Le Pca de retour au pays accuse Etolo Eya’a Emmanuel, plasticien et artisan. Ce dernier lui vouerait une animosité morbide. “ Ce Monsieur me déteste parce que j’ai découvert qu’il est un pirate. Il travaille sur l’Obom, une technique des arts plastiques que je maîtrise bien. Mais j’ai constaté que la plupart de ses œuvres, et c’est aussi l’avis de la commission d’identification de la Socadap, sont des copies piratées des œuvres du regretté Père Engelbert Mveng. Je l’ai fait observé et depuis monsieur Etolo Eya’a a décidé de me nuire. ” A défaut de pouvoir rencontrer Etolo Eya’a Emmanuel qui, au moment nous mettions sous presse, était injoignable dans son atelier du quartier Bastos à Yaoundé, un de ses proches, (lui aussi plasticien) qui nous a entretenu sous anonymat en rejetant rejeté les propos du Pca de la Socadap. “On parle ici de gestion de la Socadap. Il est reproché à Othéo, le Pca de confisquer la société. Le mandat de Othéo et son conseil sont terminés depuis longtemps. Depuis, il refuse de convoquer une assemblée générale. Voilà la réalité. Et cela depuis longtemps. C’est parce que nous sommes excédés que nous sommes allés manifester et fermer les portes du siège. Au lieu de nous répondre clairement il parle plutôt de problèmes personnels que monsieur Etolo aurait avec lui.
A la question de savoir si ceux qui manifestent aujourd’hui contre Othéo ont les preuves des détournements, la plupart des manifestants que ne parlent que d’un “ départ sans conditions de l’actuel Pca et de son conseil ”. Une attitude que Othéo assimile alors à “ une tentative de coup d’Etat ”.

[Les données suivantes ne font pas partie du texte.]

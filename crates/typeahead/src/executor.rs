//! Background lookup execution.
//!
//! A [`SearchExecutor`] owns a private serial [`Worker`] thread. Each submitted
//! query runs the source's `lookup` on that thread and the outcome is posted,
//! tagged with its sequence number, to the mailbox the controller drains on the
//! interaction thread.

use std::panic::{AssertUnwindSafe, catch_unwind};
use std::sync::Arc;

use typeahead_core::{MailboxSender, PerfSpan, Worker, WorkerConfig};

use crate::error::{Result, SuggestError};
use crate::source::SuggestionSource;

/// The outcome of one lookup, delivered back to the interaction thread.
#[derive(Debug, Clone, PartialEq)]
pub struct SearchResponse<T> {
    /// Sequence number assigned when the lookup was submitted.
    pub sequence: u64,
    /// The query the lookup ran for.
    pub query: String,
    /// Matching items in source order. Empty if the lookup failed.
    pub items: Vec<T>,
    /// Set when the lookup panicked.
    pub failed: bool,
}

/// Runs lookups for a [`SuggestionSource`] off the interaction thread.
pub struct SearchExecutor<S: SuggestionSource> {
    worker: Worker<SearchResponse<S::Item>>,
    source: Arc<S>,
    reply: MailboxSender<SearchResponse<S::Item>>,
    latest_sequence: u64,
}

impl<S: SuggestionSource> SearchExecutor<S> {
    /// Spawn the worker thread. Responses are posted to `reply`.
    pub fn new(source: Arc<S>, reply: MailboxSender<SearchResponse<S::Item>>) -> Result<Self> {
        Self::with_config(source, reply, WorkerConfig::with_name("typeahead-search"))
    }

    /// Spawn the worker thread with explicit worker settings.
    pub fn with_config(
        source: Arc<S>,
        reply: MailboxSender<SearchResponse<S::Item>>,
        config: WorkerConfig,
    ) -> Result<Self> {
        let worker = Worker::with_config(config)?;
        Ok(Self {
            worker,
            source,
            reply,
            latest_sequence: 0,
        })
    }

    /// Queue a lookup for `query` and return its sequence number.
    ///
    /// Lookups run in submission order. A superseded lookup is not cancelled;
    /// the caller drops its response on delivery.
    pub fn submit(&mut self, query: &str) -> Result<u64> {
        let sequence = self.latest_sequence + 1;
        let source = Arc::clone(&self.source);
        let reply = self.reply.clone();
        let query = query.to_owned();

        let task = move || {
            let _perf = PerfSpan::new("lookup");
            match catch_unwind(AssertUnwindSafe(|| source.lookup(&query))) {
                Ok(items) => SearchResponse {
                    sequence,
                    query,
                    items,
                    failed: false,
                },
                Err(_) => {
                    tracing::error!(
                        target: crate::targets::EXECUTOR,
                        sequence,
                        query = %query,
                        "lookup panicked; delivering no suggestions"
                    );
                    SearchResponse {
                        sequence,
                        query,
                        items: Vec::new(),
                        failed: true,
                    }
                }
            }
        };

        let callback = move |response: SearchResponse<S::Item>| {
            if reply.post(response).is_err() {
                tracing::debug!(
                    target: crate::targets::EXECUTOR,
                    sequence,
                    "controller gone; dropping lookup result"
                );
            }
        };

        self.worker
            .send_with_callback(task, callback)
            .map_err(SuggestError::ExecutorUnavailable)?;
        self.latest_sequence = sequence;

        tracing::trace!(target: crate::targets::EXECUTOR, sequence, "lookup queued");
        Ok(sequence)
    }

    /// Sequence number of the most recently submitted lookup, or 0.
    pub fn latest_sequence(&self) -> u64 {
        self.latest_sequence
    }

    /// Number of lookups queued or running.
    pub fn pending(&self) -> usize {
        self.worker.pending_tasks()
    }

    /// Whether new lookups are accepted.
    pub fn is_running(&self) -> bool {
        self.worker.is_running()
    }

    /// Stop accepting lookups, finish the queued ones, and join the worker.
    pub fn shutdown(&self) {
        self.worker.stop_and_join();
    }

    /// The data source lookups run against.
    pub fn source(&self) -> &Arc<S> {
        &self.source
    }
}

impl<S: SuggestionSource> std::fmt::Debug for SearchExecutor<S> {
    fn fmt(&self, f: &mut std::fmt::Formatter<'_>) -> std::fmt::Result {
        f.debug_struct("SearchExecutor")
            .field("worker", &self.worker)
            .field("latest_sequence", &self.latest_sequence)
            .finish_non_exhaustive()
    }
}

static_assertions::assert_impl_all!(SearchResponse<String>: Send);
static_assertions::assert_impl_all!(SearchExecutor<crate::source::StringListSource>: Send);
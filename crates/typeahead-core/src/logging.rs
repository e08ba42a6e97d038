//! Logging facilities for typeahead.
//!
//! typeahead uses the `tracing` crate for instrumentation. To see logs,
//! install a subscriber in your application:
//!
//! ```ignore
//! fn main() {
//!     tracing_subscriber::fmt()
//!         .with_env_filter("typeahead=debug,typeahead_core=info")
//!         .init();
//! }
//! ```
//!
//! Every event is emitted under one of the [`targets`], so subsystems can be
//! filtered independently.

/// Target names for log filtering.
///
/// Use these with `tracing` directives to filter logs by subsystem.
pub mod targets {
    /// Core runtime target.
    pub const CORE: &str = "typeahead_core";
    /// Signal/slot system target.
    pub const SIGNAL: &str = "typeahead_core::signal";
    /// Worker thread target.
    pub const WORKER: &str = "typeahead_core::worker";
    /// Thread affinity checks target.
    pub const THREAD_CHECK: &str = "typeahead_core::thread_check";
}

/// A guard that keeps a tracing span entered until dropped.
///
/// Useful for timing an operation such as a single lookup.
#[derive(Debug)]
pub struct PerfSpan {
    #[allow(dead_code)]
    span: tracing::span::EnteredSpan,
}

impl PerfSpan {
    /// Create and enter a new performance span.
    pub fn new(name: &'static str) -> Self {
        let span = tracing::info_span!(target: "typeahead::perf", "perf", operation = name);
        Self {
            span: span.entered(),
        }
    }
}

/// Macros for common tracing patterns.
///
/// Thin wrappers around the `tracing` macros with the core target filled in.
#[macro_export]
macro_rules! typeahead_trace {
    ($($arg:tt)*) => {
        tracing::trace!(target: "typeahead_core", $($arg)*)
    };
}

#[macro_export]
macro_rules! typeahead_warn {
    ($($arg:tt)*) => {
        tracing::warn!(target: "typeahead_core", $($arg)*)
    };
}
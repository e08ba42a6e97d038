//! Hand-off of results onto the interaction thread.
//!
//! Background work never touches widget state directly. Instead, it posts a
//! message into a [`Mailbox`] owned by the widget, and the host drains that
//! mailbox from its interaction (UI) thread, typically once per event-loop
//! iteration. This keeps all state mutation on a single thread without locks.
//!
//! # How It Works
//!
//! 1. The widget creates a mailbox pair with [`mailbox`] and hands the
//!    [`MailboxSender`] to whatever produces results off-thread.
//! 2. The producer calls [`MailboxSender::post`] from any thread.
//! 3. The host calls [`Mailbox::drain`] (non-blocking) or
//!    [`Mailbox::recv_timeout`] (blocking) on the interaction thread and
//!    applies each message.
//!
//! ```
//! use typeahead_core::mailbox::mailbox;
//!
//! let (sender, inbox) = mailbox::<u32>();
//! std::thread::spawn(move || {
//!     sender.post(7).unwrap();
//! })
//! .join()
//! .unwrap();
//!
//! assert_eq!(inbox.drain(), vec![7]);
//! ```

use std::time::{Duration, Instant};

use crossbeam_channel::{Receiver, RecvTimeoutError, Sender, unbounded};

use crate::error::{CoreError, Result};

/// Create a connected sender/mailbox pair.
pub fn mailbox<M: Send + 'static>() -> (MailboxSender<M>, Mailbox<M>) {
    let (sender, receiver) = unbounded();
    (MailboxSender { sender }, Mailbox { receiver })
}

/// The producing side of a mailbox. Cheap to clone, usable from any thread.
pub struct MailboxSender<M> {
    sender: Sender<M>,
}

impl<M> Clone for MailboxSender<M> {
    fn clone(&self) -> Self {
        Self {
            sender: self.sender.clone(),
        }
    }
}

impl<M: Send + 'static> MailboxSender<M> {
    /// Post a message for the interaction thread.
    ///
    /// Fails with [`CoreError::MailboxClosed`] if the mailbox has been dropped.
    pub fn post(&self, message: M) -> Result<()> {
        self.sender
            .send(message)
            .map_err(|_| CoreError::MailboxClosed)
    }
}

/// The consuming side of a mailbox, owned by the interaction thread.
pub struct Mailbox<M> {
    receiver: Receiver<M>,
}

impl<M: Send + 'static> Mailbox<M> {
    /// Take every message currently waiting, in arrival order, without blocking.
    pub fn drain(&self) -> Vec<M> {
        let messages: Vec<M> = self.receiver.try_iter().collect();
        if !messages.is_empty() {
            crate::typeahead_trace!(count = messages.len(), "mailbox drained");
        }
        messages
    }

    /// Take the next message without blocking.
    pub fn try_recv(&self) -> Option<M> {
        self.receiver.try_recv().ok()
    }

    /// Block until a message arrives or `timeout` elapses.
    ///
    /// Returns `None` on timeout or when every sender has been dropped.
    pub fn recv_timeout(&self, timeout: Duration) -> Option<M> {
        match self.receiver.recv_timeout(timeout) {
            Ok(message) => Some(message),
            Err(RecvTimeoutError::Timeout) | Err(RecvTimeoutError::Disconnected) => None,
        }
    }

    /// Block until a message arrives, `deadline` passes, or all senders are gone.
    pub fn recv_deadline(&self, deadline: Instant) -> Option<M> {
        self.receiver.recv_deadline(deadline).ok()
    }

    /// Number of messages waiting to be drained.
    pub fn pending_count(&self) -> usize {
        self.receiver.len()
    }

    /// Whether no messages are waiting.
    pub fn is_empty(&self) -> bool {
        self.receiver.is_empty()
    }
}

impl<M> std::fmt::Debug for Mailbox<M> {
    fn fmt(&self, f: &mut std::fmt::Formatter<'_>) -> std::fmt::Result {
        f.debug_struct("Mailbox")
            .field("pending", &self.receiver.len())
            .finish()
    }
}
//! Binding to the host's text input field.
//!
//! The suggestion controller never talks to a toolkit widget directly. The
//! host wraps its text field in an [`InputField`] implementation, which lets
//! the controller read and replace the text and locate the field on screen.
//!
//! [`MemoryField`] is a self-contained implementation backed by plain data,
//! useful for headless hosts and tests.

use std::collections::HashMap;
use std::ops::Range;

use unicode_segmentation::UnicodeSegmentation;

use crate::geometry::{Point, Rect};

/// Identifies a container view in the host's view hierarchy.
#[derive(Debug, Clone, Copy, PartialEq, Eq, Hash, PartialOrd, Ord)]
pub struct ContainerId(pub u64);

/// The host text field a suggestion controller is bound to.
pub trait InputField {
    /// The field's full current text.
    fn text(&self) -> String;

    /// Replace the field's text.
    fn set_text(&mut self, text: &str);

    /// The field's frame in its immediate parent's coordinate space.
    fn frame(&self) -> Rect;

    /// The field's frame translated into an ancestor container's coordinates.
    ///
    /// Returns `None` if `container` is not an ancestor of the field.
    fn frame_in(&self, container: ContainerId) -> Option<Rect> {
        let _ = container;
        None
    }
}

/// An [`InputField`] backed by plain data.
///
/// Ancestors are registered with the offset of the field's parent inside
/// them, which is all that is needed to translate the field's frame.
#[derive(Debug, Clone, Default)]
pub struct MemoryField {
    text: String,
    frame: Rect,
    ancestors: HashMap<ContainerId, Point>,
}

impl MemoryField {
    /// Create an empty field with the given frame.
    pub fn new(frame: Rect) -> Self {
        Self {
            frame,
            ..Default::default()
        }
    }

    /// Set initial text using builder pattern.
    pub fn with_text(mut self, text: impl Into<String>) -> Self {
        self.text = text.into();
        self
    }

    /// Register an ancestor container in which the field's parent sits at `parent_origin`.
    pub fn with_ancestor(mut self, container: ContainerId, parent_origin: Point) -> Self {
        self.ancestors.insert(container, parent_origin);
        self
    }

    /// Move or resize the field.
    pub fn set_frame(&mut self, frame: Rect) {
        self.frame = frame;
    }
}

impl InputField for MemoryField {
    fn text(&self) -> String {
        self.text.clone()
    }

    fn set_text(&mut self, text: &str) {
        self.text.clear();
        self.text.push_str(text);
    }

    fn frame(&self) -> Rect {
        self.frame
    }

    fn frame_in(&self, container: ContainerId) -> Option<Rect> {
        self.ancestors
            .get(&container)
            .map(|origin| self.frame.offset(origin.x, origin.y))
    }
}

// ============================================================================
// Text helpers
// ============================================================================

/// Length of `text` in user-perceived characters (extended grapheme clusters).
pub fn grapheme_len(text: &str) -> usize {
    text.graphemes(true).count()
}

/// `text` with its last user-perceived character removed.
pub fn without_last_grapheme(text: &str) -> &str {
    match text.grapheme_indices(true).next_back() {
        Some((start, _)) => &text[..start],
        None => text,
    }
}

/// Apply a pending edit: replace the byte `range` of `text` with `replacement`.
///
/// The range is clamped to the text and both ends are snapped back to the
/// nearest char boundary, so a stale range from the host never panics.
pub fn apply_edit(text: &str, range: Range<usize>, replacement: &str) -> String {
    let end = floor_char_boundary(text, range.end.min(text.len()));
    let start = floor_char_boundary(text, range.start.min(end));

    let mut edited = String::with_capacity(text.len() - (end - start) + replacement.len());
    edited.push_str(&text[..start]);
    edited.push_str(replacement);
    edited.push_str(&text[end..]);
    edited
}

fn floor_char_boundary(text: &str, mut index: usize) -> usize {
    while !text.is_char_boundary(index) {
        index -= 1;
    }
    index
}
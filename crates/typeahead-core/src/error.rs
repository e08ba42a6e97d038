//! Error types for the typeahead runtime.

use std::fmt;

/// The main error type for runtime operations.
#[derive(Debug, Clone, PartialEq, Eq)]
pub enum CoreError {
    /// The worker thread could not be spawned.
    WorkerSpawn(String),
    /// The worker has been stopped and no longer accepts tasks.
    WorkerStopped,
    /// The worker's task queue is full.
    QueueFull,
    /// The receiving side of a mailbox has been dropped.
    MailboxClosed,
}

impl fmt::Display for CoreError {
    fn fmt(&self, f: &mut fmt::Formatter<'_>) -> fmt::Result {
        match self {
            Self::WorkerSpawn(msg) => write!(f, "Failed to spawn worker thread: {msg}"),
            Self::WorkerStopped => write!(f, "Worker has been stopped"),
            Self::QueueFull => write!(f, "Worker task queue is full"),
            Self::MailboxClosed => write!(f, "Mailbox receiver has been dropped"),
        }
    }
}

impl std::error::Error for CoreError {}

/// A specialized Result type for runtime operations.
pub type Result<T> = std::result::Result<T, CoreError>;
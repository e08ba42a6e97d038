//! Signal/slot notifications for typeahead.
//!
//! Widgets expose their state changes as [`Signal`]s so that a rendering
//! adapter (or any other observer) can react without the widget knowing who is
//! listening. Slots are invoked synchronously on the emitting thread; for the
//! suggestion controller that is always the interaction thread.
//!
//! # Example
//!
//! ```
//! use typeahead_core::Signal;
//!
//! let rows_changed = Signal::<usize>::new();
//!
//! let conn_id = rows_changed.connect(|count| {
//!     println!("dropdown now has {} rows", count);
//! });
//!
//! rows_changed.emit(3);
//! rows_changed.disconnect(conn_id);
//! ```

use std::sync::Arc;

use parking_lot::Mutex;
use slotmap::{SlotMap, new_key_type};

new_key_type! {
    /// A unique identifier for a signal-slot connection.
    ///
    /// Use this ID to disconnect a specific connection via [`Signal::disconnect`].
    pub struct ConnectionId;
}

type Slot<Args> = Arc<dyn Fn(&Args) + Send + Sync>;
type SlotTable<Args> = Mutex<SlotMap<ConnectionId, Slot<Args>>>;

/// A type-safe signal that can have multiple connected slots.
///
/// # Type Parameter
///
/// - `Args`: The argument type passed to connected slots. Use `()` for signals
///   with no arguments, or a tuple for multiple arguments.
///
/// # Re-entrancy
///
/// The connection table is not locked while slots run, so a slot may connect
/// or disconnect other slots (or itself) on the same signal. Such changes take
/// effect on the next emission.
pub struct Signal<Args> {
    connections: Arc<SlotTable<Args>>,
}

impl<Args: 'static> Default for Signal<Args> {
    fn default() -> Self {
        Self::new()
    }
}

impl<Args: 'static> Signal<Args> {
    /// Create a new signal with no connections.
    pub fn new() -> Self {
        Self {
            connections: Arc::new(Mutex::new(SlotMap::with_key())),
        }
    }

    /// Connect a slot (closure) to this signal.
    ///
    /// Returns a `ConnectionId` that can be used to disconnect the slot later.
    pub fn connect<F>(&self, slot: F) -> ConnectionId
    where
        F: Fn(&Args) + Send + Sync + 'static,
    {
        self.connections.lock().insert(Arc::new(slot))
    }

    /// Disconnect a specific slot by its connection ID.
    ///
    /// Returns `true` if the connection was found and removed.
    pub fn disconnect(&self, id: ConnectionId) -> bool {
        self.connections.lock().remove(id).is_some()
    }

    /// Disconnect all slots from this signal.
    pub fn disconnect_all(&self) {
        self.connections.lock().clear();
    }

    /// Get the number of connected slots.
    pub fn connection_count(&self) -> usize {
        self.connections.lock().len()
    }

    /// Emit the signal, invoking every connected slot in connection order.
    #[tracing::instrument(skip_all, target = "typeahead_core::signal", level = "trace")]
    pub fn emit(&self, args: Args) {
        let slots: Vec<Slot<Args>> = self.connections.lock().values().cloned().collect();
        tracing::trace!(target: "typeahead_core::signal", connection_count = slots.len(), "emitting signal");

        for slot in slots {
            slot(&args);
        }
    }
}

impl<Args> std::fmt::Debug for Signal<Args> {
    fn fmt(&self, f: &mut std::fmt::Formatter<'_>) -> std::fmt::Result {
        f.debug_struct("Signal")
            .field("connections", &self.connections.lock().len())
            .finish()
    }
}

static_assertions::assert_impl_all!(Signal<usize>: Send, Sync);
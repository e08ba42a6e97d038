//! Tunable behavior of a suggestion controller.
//!
//! Options can be built in code or loaded from TOML or JSON. Missing keys
//! take their defaults:
//!
//! ```
//! use typeahead::SuggestOptions;
//!
//! let options = SuggestOptions::from_toml_str(
//!     r#"
//!     min_chars_to_show = 1
//!     max_visible_rows = 4
//!
//!     [style]
//!     border_width = 1.0
//!     "#,
//! )
//! .unwrap();
//!
//! assert_eq!(options.min_chars_to_show, 1);
//! assert_eq!(options.row_height, 44.0);
//! ```

use std::path::Path;

use serde::{Deserialize, Serialize};

use crate::dropdown::DropdownStyle;
use crate::error::{Result, SuggestError};

/// Options recognized by [`SuggestionController::configure`](crate::SuggestionController::configure).
#[derive(Debug, Clone, PartialEq, Serialize, Deserialize)]
#[serde(default)]
pub struct SuggestOptions {
    /// Suggestions are never shown for queries shorter than this, in
    /// user-perceived characters. Empty text always hides, even at zero.
    pub min_chars_to_show: usize,
    /// Maximum rows shown at once. Caps the dropdown height, not the result set.
    pub max_visible_rows: usize,
    /// Height of one row in logical pixels.
    pub row_height: f32,
    /// Keep searching and tracking state but never show the dropdown.
    pub suppress_display: bool,
    /// Border, background and row font.
    pub style: DropdownStyle,
}

impl Default for SuggestOptions {
    fn default() -> Self {
        Self {
            min_chars_to_show: 3,
            max_visible_rows: 2,
            row_height: 44.0,
            suppress_display: false,
            style: DropdownStyle::default(),
        }
    }
}

impl SuggestOptions {
    /// Create options with default values.
    pub fn new() -> Self {
        Self::default()
    }

    /// Set the minimum query length using builder pattern.
    pub fn with_min_chars_to_show(mut self, min_chars: usize) -> Self {
        self.min_chars_to_show = min_chars;
        self
    }

    /// Set the row cap using builder pattern.
    pub fn with_max_visible_rows(mut self, max_rows: usize) -> Self {
        self.max_visible_rows = max_rows;
        self
    }

    /// Set the row height using builder pattern.
    pub fn with_row_height(mut self, row_height: f32) -> Self {
        self.row_height = row_height;
        self
    }

    /// Set display suppression using builder pattern.
    pub fn with_suppress_display(mut self, suppress: bool) -> Self {
        self.suppress_display = suppress;
        self
    }

    /// Set the dropdown style using builder pattern.
    pub fn with_style(mut self, style: DropdownStyle) -> Self {
        self.style = style;
        self
    }

    /// Clamp values a dropdown cannot be laid out with.
    ///
    /// At least one row is always visible and the row height is a finite,
    /// non-negative number.
    pub fn normalized(mut self) -> Self {
        self.max_visible_rows = self.max_visible_rows.max(1);
        if !self.row_height.is_finite() || self.row_height < 0.0 {
            self.row_height = Self::default().row_height;
        }
        self
    }

    /// Parse options from a TOML document.
    pub fn from_toml_str(s: &str) -> Result<Self> {
        let options: Self = toml::from_str(s)?;
        Ok(options.normalized())
    }

    /// Parse options from a JSON document.
    pub fn from_json_str(s: &str) -> Result<Self> {
        let options: Self = serde_json::from_str(s)?;
        Ok(options.normalized())
    }

    /// Read and parse a TOML options file.
    pub fn load_toml(path: impl AsRef<Path>) -> Result<Self> {
        let path = path.as_ref();
        let content = std::fs::read_to_string(path).map_err(|e| SuggestError::io(path, e))?;
        let options = Self::from_toml_str(&content)?;
        tracing::debug!(
            target: crate::targets::OPTIONS,
            path = %path.display(),
            min_chars = options.min_chars_to_show,
            max_rows = options.max_visible_rows,
            "loaded options"
        );
        Ok(options)
    }

    /// Render the options as a TOML document.
    pub fn to_toml_string(&self) -> Result<String> {
        Ok(toml::to_string_pretty(self)?)
    }
}

#[cfg(test)]
mod tests {
    use std::io::Write;

    use super::*;
    use crate::dropdown::Color;

    #[test]
    fn test_defaults() {
        let options = SuggestOptions::default();
        assert_eq!(options.min_chars_to_show, 3);
        assert_eq!(options.max_visible_rows, 2);
        assert_eq!(options.row_height, 44.0);
        assert!(!options.suppress_display);
    }

    #[test]
    fn test_toml_missing_keys_take_defaults() {
        let options = SuggestOptions::from_toml_str("suppress_display = true").unwrap();
        assert!(options.suppress_display);
        assert_eq!(options.min_chars_to_show, 3);
        assert_eq!(options.style, DropdownStyle::default());
    }

    #[test]
    fn test_toml_style_table() {
        let options = SuggestOptions::from_toml_str(
            r#"
            [style]
            border_width = 1.5
            corner_radius = 6.0
            border_color = { r = 200, g = 200, b = 200 }

            [style.font]
            family = "Helvetica"
            size = 13.0
            "#,
        )
        .unwrap();

        assert_eq!(options.style.border_width, 1.5);
        assert_eq!(options.style.border_color, Color::from_rgb8(200, 200, 200));
        assert_eq!(options.style.background_color, Color::WHITE);
        assert_eq!(options.style.font.family, "Helvetica");
    }

    #[test]
    fn test_json() {
        let options =
            SuggestOptions::from_json_str(r#"{"min_chars_to_show": 1, "row_height": 32}"#)
                .unwrap();
        assert_eq!(options.min_chars_to_show, 1);
        assert_eq!(options.row_height, 32.0);
    }

    #[test]
    fn test_invalid_documents_are_errors() {
        assert!(matches!(
            SuggestOptions::from_toml_str("min_chars_to_show = \"three\""),
            Err(SuggestError::Toml(_))
        ));
        assert!(matches!(
            SuggestOptions::from_json_str("{"),
            Err(SuggestError::Json(_))
        ));
    }

    #[test]
    fn test_normalized() {
        let options = SuggestOptions::new()
            .with_max_visible_rows(0)
            .with_row_height(f32::NAN)
            .normalized();
        assert_eq!(options.max_visible_rows, 1);
        assert_eq!(options.row_height, 44.0);
    }

    #[test]
    fn test_load_toml_file() {
        let mut file = tempfile::NamedTempFile::new().unwrap();
        writeln!(file, "min_chars_to_show = 2\nmax_visible_rows = 5").unwrap();

        let options = SuggestOptions::load_toml(file.path()).unwrap();
        assert_eq!(options.min_chars_to_show, 2);
        assert_eq!(options.max_visible_rows, 5);
    }

    #[test]
    fn test_load_missing_file() {
        let dir = tempfile::tempdir().unwrap();
        let missing = dir.path().join("absent.toml");
        match SuggestOptions::load_toml(&missing) {
            Err(SuggestError::Io { path, .. }) => assert_eq!(path, missing),
            other => panic!("expected Io error, got {other:?}"),
        }
    }

    #[test]
    fn test_toml_round_trip_preserves_style() {
        let options = SuggestOptions::new()
            .with_min_chars_to_show(1)
            .with_style(DropdownStyle::default().with_border(1.0, 4.0, Color::BLACK));
        let text = options.to_toml_string().unwrap();
        assert_eq!(SuggestOptions::from_toml_str(&text).unwrap(), options);
    }
}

Jusque-là, le ministère de la Culture qui assure la tutelle des sociétés de gestion collective du droit d’auteur au Cameroun n’a pas encore pris position. Joint au téléphone, Magloire Ondoa, le président de la Commission permanente de médiation et de contrôle des sociétés de gestion collective du droit d’auteur et des droits voisins du droit d’auteurs affirme que les manifestants ont en partie raison de revendiquer l’Assemblée générale. Mais, il trouve non fondé leur revendication : “ c’est lorsqu’il demande qu’on ne paye plus les droits d’auteurs aux artistes membres de la Socadap, parce qu’il tenir une assemblée générale. Je dis donc non. Il faut payer les droits d’auteurs et chercher après l’argent pour l’Assemblée générale ”.